Required action: Of the lines below, report only those that contain "mtos".

======

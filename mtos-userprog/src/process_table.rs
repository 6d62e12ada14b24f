//! Process lifecycle table.
//!
//! A fixed number of slots, one per process that may exist at a time. A slot
//! is claimed when an address space is built and released when its process
//! ends. Each slot owns a condition that is broadcast on release, which is
//! what [`ProcessTable::wait`] sleeps on.
//!
//! The table also counts processes that have started and not yet finished.
//! When that count drops to zero the machine is done.

use crate::sync::{Condition, Mutex};
use mtos::KernelError;

/// Process identifier. Slot `i` carries pid `i + 1`.
pub type Pid = u64;

struct ProcessSlot {
    active: Mutex<bool>,
    exited: Condition,
}

/// Fixed-capacity table of processes.
pub struct ProcessTable {
    slots: Box<[ProcessSlot]>,
    running: Mutex<usize>,
}

impl ProcessTable {
    /// Creates a table of `capacity` free slots.
    pub fn new(capacity: usize) -> Self {
        Self {
            slots: (0..capacity)
                .map(|_| ProcessSlot {
                    active: Mutex::new("process slot", false),
                    exited: Condition::new(),
                })
                .collect(),
            running: Mutex::new("process count", 0),
        }
    }

    /// Number of slots.
    pub fn capacity(&self) -> usize {
        self.slots.len()
    }

    fn slot(&self, pid: Pid) -> Option<&ProcessSlot> {
        let index = usize::try_from(pid).ok()?.checked_sub(1)?;
        self.slots.get(index)
    }

    /// Claims the first free slot.
    pub fn claim(&self) -> Result<Pid, KernelError> {
        for (index, slot) in self.slots.iter().enumerate() {
            let mut active = slot.active.lock();
            if !*active {
                *active = true;
                return Ok(index as Pid + 1);
            }
        }
        log::warn!("process table is full ({} slots)", self.slots.len());
        Err(KernelError::TooManyProcesses)
    }

    /// Frees the slot of `pid` and wakes everyone waiting for it.
    pub fn release(&self, pid: Pid) {
        let Some(slot) = self.slot(pid) else {
            return;
        };
        let mut active = slot.active.lock();
        *active = false;
        slot.exited.broadcast_locked(&mut active);
    }

    /// Whether `pid` names an active process.
    pub fn is_active(&self, pid: Pid) -> bool {
        self.slot(pid).is_some_and(|slot| *slot.active.lock())
    }

    /// Blocks until the slot of `pid` is no longer active.
    pub fn wait(&self, pid: Pid) -> Result<(), KernelError> {
        let slot = self.slot(pid).ok_or(KernelError::InvalidArgument)?;
        let active = slot.active.lock();
        slot.exited.wait_while(active, |active| *active).unlock();
        Ok(())
    }

    /// Counts one more running process.
    pub fn process_started(&self) {
        *self.running.lock() += 1;
    }

    /// Counts one process fewer, returning how many are left.
    pub fn process_finished(&self) -> usize {
        let mut running = self.running.lock();
        *running = running.saturating_sub(1);
        *running
    }

    /// Processes started and not yet finished.
    pub fn running(&self) -> usize {
        *self.running.lock()
    }
}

======

Exercise response:
filename mtos-userprog/src/process_table.rs
use mtos::KernelError;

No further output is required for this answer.